Buxton shares its early history with the other villages of Hatteras Island, as the location for early Native American tribes, the Croatans. The tribes thrived on fresh seafood and abundant wildlife for well over a thousand years.
As the settlers began to trickle into the area, the maritime forest of Buxton Woods was used as a source of lumber. In fact, there was even a small railway built on the island to aid in the harvesting of the lumber. The trestle bridge on the sound side island can still be seen today.
As ocean travel gained more traction, the US Lifesaving Stations were established. In 1870, the Cape Hatteras Lighthouse was built and was the tallest lighthouse in the US and the tallest brick lighthouse in the world. A first order Fresnel light was installed, ensuring a safe travel for mariners for decades to come. By the late 1990s, beachfront erosion had threatened the existence of the lighthouse which, was in serious danger of being undermined by the ocean. While the lighthouse was no longer in use, it was by this point considered a National Treasure. In 1999 the lighthouse was successfully moved 2,870 feet inland to its present location; a rather startling and controversial engineering feat at the time.
Benefits of Buxton
Buxton is one of the largest villages on Hatteras but still maintains its small town seafaring charm. As of the 2010 census, there is a year round population of 1,273. Of course, in the vacation season the number of travelers exceed the number of residents with over a million visitors to the lighthouse each year.
Known worldwide as a premier surfing location with some of the largest and most consistent wave action on the east coast; Buxton is a major surfing destination. The ESA Mid-Atlantic Surfing Championships surfing tournaments are held on the island in the early May at the Cape Hatteras Lighthouse.

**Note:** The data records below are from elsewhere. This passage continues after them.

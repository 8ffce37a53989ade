use std::f64::consts::PI;

use super::endpoint::{Endpoint, SegmentGraph};
use super::Bridge;
use crate::assignment::{solve_max, SquareMatrix};
use crate::config::ExtractionConfig;
use crate::error::AssignmentError;
use crate::geom::{angle_subtract, direction};

/// Scores a directed corner pair as a bridge candidate. Higher is better.
///
/// Implementations receive the vector built by [`corner_features`].
pub trait BridgeScorer {
    fn score(&self, features: &[f64; 8]) -> f64;
}

impl<F> BridgeScorer for F
where
    F: Fn(&[f64; 8]) -> f64,
{
    fn score(&self, features: &[f64; 8]) -> f64 {
        self(features)
    }
}

/// Angle and distance penalties only; ignores most of the features.
#[derive(Debug, Clone, Copy, Default)]
pub struct HandTunedScorer;

impl BridgeScorer for HandTunedScorer {
    fn score(&self, f: &[f64; 8]) -> f64 {
        if f[6] > 0.0 {
            return -f[4] * f[4];
        }
        let mut angle_penalty = f[0] * f[0] + f[1] * f[1];
        // Both corners point at each other and their other tangents agree:
        // the usual shape of two strokes crossing.
        if f[0] > 0.0 && f[1] > 0.0 && f[2] + f[3] < -0.5 * PI {
            angle_penalty /= 16.0;
        }
        -(angle_penalty + f[7])
    }
}

/// Features of a bridge from corner `ins` to corner `out`:
///
/// 0. bridge direction relative to the incoming tangent at `ins`
/// 1. outgoing tangent at `out` relative to the bridge
/// 2. outgoing tangent at `ins` relative to the bridge
/// 3. bridge relative to the incoming tangent at `out`
/// 4. turn at `ins`
/// 5. turn at `out`
/// 6. 1 if the corners coincide, else 0
/// 7. distance over `max_distance`
pub fn corner_features(ins: &Endpoint, out: &Endpoint, max_distance: f64) -> [f64; 8] {
    let trivial = ins.point == out.point;
    let angle = direction(ins.point, out.point);
    [
        angle_subtract(angle, ins.angles[0]),
        angle_subtract(out.angles[1], angle),
        angle_subtract(ins.angles[1], angle),
        angle_subtract(angle, out.angles[0]),
        ins.turn(),
        out.turn(),
        if trivial { 1.0 } else { 0.0 },
        ins.point.distance(out.point) / max_distance,
    ]
}

/// Propose bridges by pairing corners with a maximum-score matching.
///
/// The matching is over directed scores, where a pair may also take its
/// reversed score less `reversal_penalty`. A corner matched with itself
/// gets no bridge, and a mutual pair yields a single bridge.
pub fn propose_bridges(
    graph: &SegmentGraph,
    scorer: &dyn BridgeScorer,
    config: &ExtractionConfig,
) -> Result<Vec<Bridge>, AssignmentError> {
    let corners: Vec<&Endpoint> = graph.corners().collect();
    if corners.is_empty() {
        return Ok(vec![]);
    }
    let n = corners.len();
    let directed = SquareMatrix::from_fn(n, |i, j| {
        scorer.score(&corner_features(
            corners[i],
            corners[j],
            config.max_bridge_distance,
        ))
    });
    let scores = SquareMatrix::from_fn(n, |i, j| {
        directed[(i, j)].max(directed[(j, i)] - config.reversal_penalty)
    });
    let matching = solve_max(&scores)?.row_to_col;

    let mut bridges = Vec::new();
    for (i, &j) in matching.iter().enumerate() {
        if j <= i && matching[j] == i {
            continue;
        }
        if corners[i].point == corners[j].point {
            tracing::debug!(index = ?corners[i].index, "skipping bridge between coincident corners");
            continue;
        }
        bridges.push(Bridge::new(corners[i].point, corners[j].point));
    }
    tracing::debug!(corners = n, bridges = bridges.len(), "proposed bridges");
    Ok(bridges)
}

Buxton is also an ideal site for all types of water sports on the ocean and sound side of the Island. There is the famous Canadian Hole and Kite Point for kiteboarding, windsurfing, kayaking, stand up paddle boarding and more.
Anglers flock to “The Point” or “Cape Point” to enjoy the best surf fishing location in the world. The point is a small stretch of sand that’s located on the “tip” of Hatteras Island, and lies inshore of where the two major North Atlantic currents meet. The species caught here are large drum, pompano, sharks, mullets, bluefish, and more, depending on the season. Located just past the lighthouse and you will know you are near when you pass the fish cleaning tables.

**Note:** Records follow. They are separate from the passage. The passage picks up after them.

//! Contour winding direction correction.
//!
//! Exterior contours wind CCW and holes wind CW. The stroke walk relies on
//! this: with ink always on the left, concave corners are the ones with a
//! negative signed turn.

use kurbo::{Point, Vec2};

use super::Contour;

/// Parameter step used to measure the tangent at a segment's midpoint.
const TANGENT_STEP: f64 = 1e-3;
/// Nudge distance as a fraction of the segment's length.
const NUDGE_FRACTION: f64 = 1e-3;

/// Reverse every contour whose winding disagrees with its nesting depth.
///
/// Depth is the number of other contours containing a point just inside
/// the contour. Even depth = exterior (CCW), odd depth = hole (CW).
pub(super) fn fix_directions(contours: &[Contour]) -> Vec<Contour> {
    contours
        .iter()
        .enumerate()
        .map(|(i, contour)| {
            let Some(test_point) = interior_sample(contour) else {
                return contour.clone();
            };
            let depth = contours
                .iter()
                .enumerate()
                .filter(|&(j, other)| j != i && other.contains(test_point))
                .count();

            let should_be_ccw = depth % 2 == 0;
            if should_be_ccw != contour.is_ccw() {
                contour.reversed()
            } else {
                contour.clone()
            }
        })
        .collect()
}

/// Midpoint of the first segment, nudged a little toward the contour's
/// inside.
///
/// Vertices can sit on another contour's boundary where outlines touch,
/// which makes containment of the vertex itself ambiguous.
fn interior_sample(contour: &Contour) -> Option<Point> {
    let segment = contour.segments().first()?;
    let mid = segment.eval(0.5);
    let tangent = segment.eval(0.5 + TANGENT_STEP) - segment.eval(0.5 - TANGENT_STEP);
    let length = tangent.hypot();
    if length == 0.0 {
        return Some(mid);
    }
    // The enclosed region lies to the left of travel on a CCW contour.
    let side = if contour.is_ccw() { 1.0 } else { -1.0 };
    let normal = Vec2::new(-tangent.y, tangent.x) / length;
    let nudge = NUDGE_FRACTION * segment.arclen();
    Some(mid + normal * (side * nudge))
}

#[cfg(test)]
mod tests {
    use super::*;
    use crate::path::Outline;

    #[test]
    fn two_disjoint_exteriors_both_ccw() {
        let outline = Outline::parse(
            "M 0 0 L 0 10 L 10 10 L 10 0 L 0 0 M 20 0 L 30 0 L 30 10 L 20 10 L 20 0 Z",
        )
        .unwrap();
        assert!(!outline.contours()[0].is_ccw());
        let fixed = fix_directions(outline.contours());
        assert!(fixed.iter().all(Contour::is_ccw));
        assert_eq!(fixed[1], outline.contours()[1]);
    }

    #[test]
    fn hole_touching_the_exterior_is_still_a_hole() {
        // The hole's first vertex lies on the exterior's left edge.
        let outline = Outline::parse(concat!(
            "M 0 0 L 100 0 L 100 100 L 0 100 L 0 0 ",
            "M 0 50 L 30 30 L 30 70 L 0 50 Z"
        ))
        .unwrap();
        assert!(outline.contours()[1].is_ccw());
        let fixed = fix_directions(outline.contours());
        assert!(fixed[0].is_ccw());
        assert!(!fixed[1].is_ccw());
    }

    #[test]
    fn interior_sample_is_inside_either_winding() {
        let outline = Outline::parse("M 0 0 L 100 0 L 100 100 L 0 100 L 0 0 Z").unwrap();
        let square = &outline.contours()[0];
        for contour in [square.clone(), square.reversed()] {
            let p = interior_sample(&contour).unwrap();
            assert!(contour.contains(p), "{p:?} is outside");
        }
    }

    #[test]
    fn nested_island_inside_hole_is_exterior() {
        let outline = Outline::parse(concat!(
            "M 0 0 L 100 0 L 100 100 L 0 100 L 0 0 ",
            "M 20 20 L 80 20 L 80 80 L 20 80 L 20 20 ",
            "M 40 40 L 60 40 L 60 60 L 40 60 L 40 40 Z"
        ))
        .unwrap();
        let fixed = fix_directions(outline.contours());
        assert!(fixed[0].is_ccw());
        assert!(!fixed[1].is_ccw());
        assert!(fixed[2].is_ccw());
    }
}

There are many 4WD beach access ramps for driving onto the beach. It is the recommended way to get all your gear out there but a beach driving permit is required and can be obtained from the National Park Service office on Lighthouse Road. Each vehicle must have its own permit. Vehicles must be registered, licensed, insured, and have a current safety inspection. Vehicles must have low-pressure tire gauge, shovel, jack and jack support board. Due to bird and turtle nesting seasons, some accesses may be closed. Refer to current access ramps and beach closings by visiting National Park Service page daily beach access map.

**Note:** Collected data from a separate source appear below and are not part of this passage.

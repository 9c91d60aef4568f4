use std::path::PathBuf;
use std::sync::atomic::{AtomicBool, Ordering};

use luxport_context::{Capability, Context, LogicalFile};
use luxport_scene::HostScene;
use luxport_supervisor::RenderSupervisor;
use serde::Serialize;
use uuid::Uuid;

use crate::camera::export_camera;
use crate::error::{ExportError, ObjectFailure};
use crate::lights::export_lights;
use crate::settings::ExportSettings;
use crate::setup::export_render_setup;
use crate::state::{ExportState, ExportStats};
use crate::walker::SceneWalker;

/// Capabilities every scene export needs from its sink.
const SCENE_CAPABILITIES: &[Capability] = &[
    Capability::SceneSetup,
    Capability::ScopedTransforms,
    Capability::Materials,
    Capability::Geometry,
];

static GLOBAL_SLOT: ExportSlot = ExportSlot::new();

/// Admits at most one active export.
#[derive(Debug)]
pub struct ExportSlot {
    busy: AtomicBool,
}

impl Default for ExportSlot {
    fn default() -> Self {
        Self::new()
    }
}

impl ExportSlot {
    pub const fn new() -> Self {
        Self {
            busy: AtomicBool::new(false),
        }
    }

    /// The process-wide slot.
    pub fn global() -> &'static ExportSlot {
        &GLOBAL_SLOT
    }

    pub fn acquire(&self) -> Result<SlotGuard<'_>, ExportError> {
        self.busy
            .compare_exchange(false, true, Ordering::AcqRel, Ordering::Acquire)
            .map_err(|_| ExportError::Busy)?;
        Ok(SlotGuard { slot: self })
    }

    pub fn is_busy(&self) -> bool {
        self.busy.load(Ordering::Acquire)
    }
}

/// Holds the slot until dropped.
#[derive(Debug)]
pub struct SlotGuard<'a> {
    slot: &'a ExportSlot,
}

impl Drop for SlotGuard<'_> {
    fn drop(&mut self) {
        self.slot.busy.store(false, Ordering::Release);
    }
}

/// Summary of one export run.
#[derive(Debug, Clone, Serialize)]
pub struct ExportReport {
    pub run_id: Uuid,
    pub stats: ExportStats,
    pub failures: Vec<ObjectFailure>,
    /// Light groups in id order.
    pub light_groups: Vec<String>,
}

/// One export run: owns the sink, the per-run caches and, once a render is
/// launched, its supervisor.
pub struct ExportSession<'a> {
    run_id: Uuid,
    scene: &'a dyn HostScene,
    settings: ExportSettings,
    ctx: Option<Context>,
    scene_file: Option<PathBuf>,
    state: ExportState,
    supervisor: Option<RenderSupervisor>,
    _guard: SlotGuard<'a>,
}

impl<'a> ExportSession<'a> {
    /// Claim `slot` and check that `ctx` can take a full scene with
    /// `settings`. Nothing is written yet.
    pub fn begin(
        slot: &'a ExportSlot,
        scene: &'a dyn HostScene,
        ctx: Context,
        settings: ExportSettings,
    ) -> Result<Self, ExportError> {
        let guard = slot.acquire()?;
        settings.validate()?;
        ctx.require(SCENE_CAPABILITIES)?;

        let instancing = settings.backend.supports_instancing() && ctx.supports(Capability::Instancing);
        let scene_file = match &ctx {
            Context::File(f) => Some(f.main_path().to_path_buf()),
            _ => None,
        };
        let run_id = Uuid::new_v4();
        tracing::debug!(%run_id, sink = ctx.variant_name(), instancing, "export session started");

        Ok(Self {
            run_id,
            scene,
            settings,
            ctx: Some(ctx),
            scene_file,
            state: ExportState::new(instancing),
            supervisor: None,
            _guard: guard,
        })
    }

    pub fn run_id(&self) -> Uuid {
        self.run_id
    }

    pub fn settings(&self) -> &ExportSettings {
        &self.settings
    }

    /// Main scene file, for file sinks.
    pub fn scene_file(&self) -> Option<&PathBuf> {
        self.scene_file.as_ref()
    }

    /// Write the whole scene. Fails with [`ExportError::NoLights`] before
    /// `WorldEnd` when nothing in the scene emits light.
    ///
    /// Every pass starts from empty caches and counters.
    pub fn export(&mut self) -> Result<ExportReport, ExportError> {
        let _span = tracing::info_span!("export", run_id = %self.run_id, scene = self.scene.name()).entered();
        let instancing = self.state.cache.global_instancing();
        self.state.reset(instancing);
        let ctx = self.ctx.as_mut().ok_or(luxport_context::ContextError::Closed)?;
        let scene = self.scene;
        let settings = &self.settings;
        let state = &mut self.state;

        export_camera(ctx, scene, settings)?;
        export_render_setup(ctx, scene, settings)?;
        ctx.set_output_file(LogicalFile::Main);
        ctx.world_begin()?;

        state.stats.volumes += state.materials.export_volumes(ctx, scene)?;
        state.stats.textures += state.materials.export_textures(ctx, scene)?;
        tracing::info!(
            volumes = state.stats.volumes,
            textures = state.stats.textures,
            "materials prepared"
        );

        let outcome = SceneWalker::new(scene, settings).walk(ctx, state)?;
        let lights = export_lights(ctx, scene, state, &outcome.dupli_lamps)?;

        if lights == 0 && state.stats.emitters == 0 {
            tracing::error!("export aborted: scene has no light sources");
            return Err(ExportError::NoLights);
        }

        ctx.set_output_file(LogicalFile::Main);
        ctx.world_end()?;

        let report = self.report();
        tracing::info!(
            placements = report.stats.placements,
            definitions = report.stats.definitions,
            instances = report.stats.instances,
            lights = report.stats.lights,
            failures = report.failures.len(),
            "export complete"
        );
        Ok(report)
    }

    pub fn report(&self) -> ExportReport {
        ExportReport {
            run_id: self.run_id,
            stats: self.state.stats.clone(),
            failures: self.state.failures.clone(),
            light_groups: self.state.light_groups.names().to_vec(),
        }
    }

    /// Flush and release the sink. Safe to call more than once.
    pub fn close(&mut self) -> Result<(), ExportError> {
        if let Some(mut ctx) = self.ctx.take() {
            ctx.close()?;
            tracing::debug!(run_id = %self.run_id, "sink closed");
        }
        Ok(())
    }

    /// Hand a render supervisor to the session so teardown covers it.
    pub fn attach_supervisor(&mut self, supervisor: RenderSupervisor) {
        if let Some(mut previous) = self.supervisor.replace(supervisor) {
            previous.reset();
        }
    }

    pub fn supervisor_mut(&mut self) -> Option<&mut RenderSupervisor> {
        self.supervisor.as_mut()
    }

    /// Tear down the render supervisor, then close the sink and clear the
    /// per-run caches.
    pub fn reset(&mut self) {
        if let Some(mut supervisor) = self.supervisor.take() {
            supervisor.reset();
        }
        if let Err(e) = self.close() {
            tracing::warn!(run_id = %self.run_id, error = %e, "failed to close sink");
        }
        let instancing = self.state.cache.global_instancing();
        self.state.reset(instancing);
    }
}

impl Drop for ExportSession<'_> {
    fn drop(&mut self) {
        self.reset();
    }
}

There are miles of hiking trails in Buxton. There are trails near the lighthouse as well as trails through the heavily wooded Buxton Woods. Some of the trails can be challenging with sand dunes, marshes, ponds and thick woods. There is no better way to appreciate nature and the coastal ecosystem.
If you crave a simple life but still want to be close to shopping, restaurants and the common necessities; then Buxton is the place for you.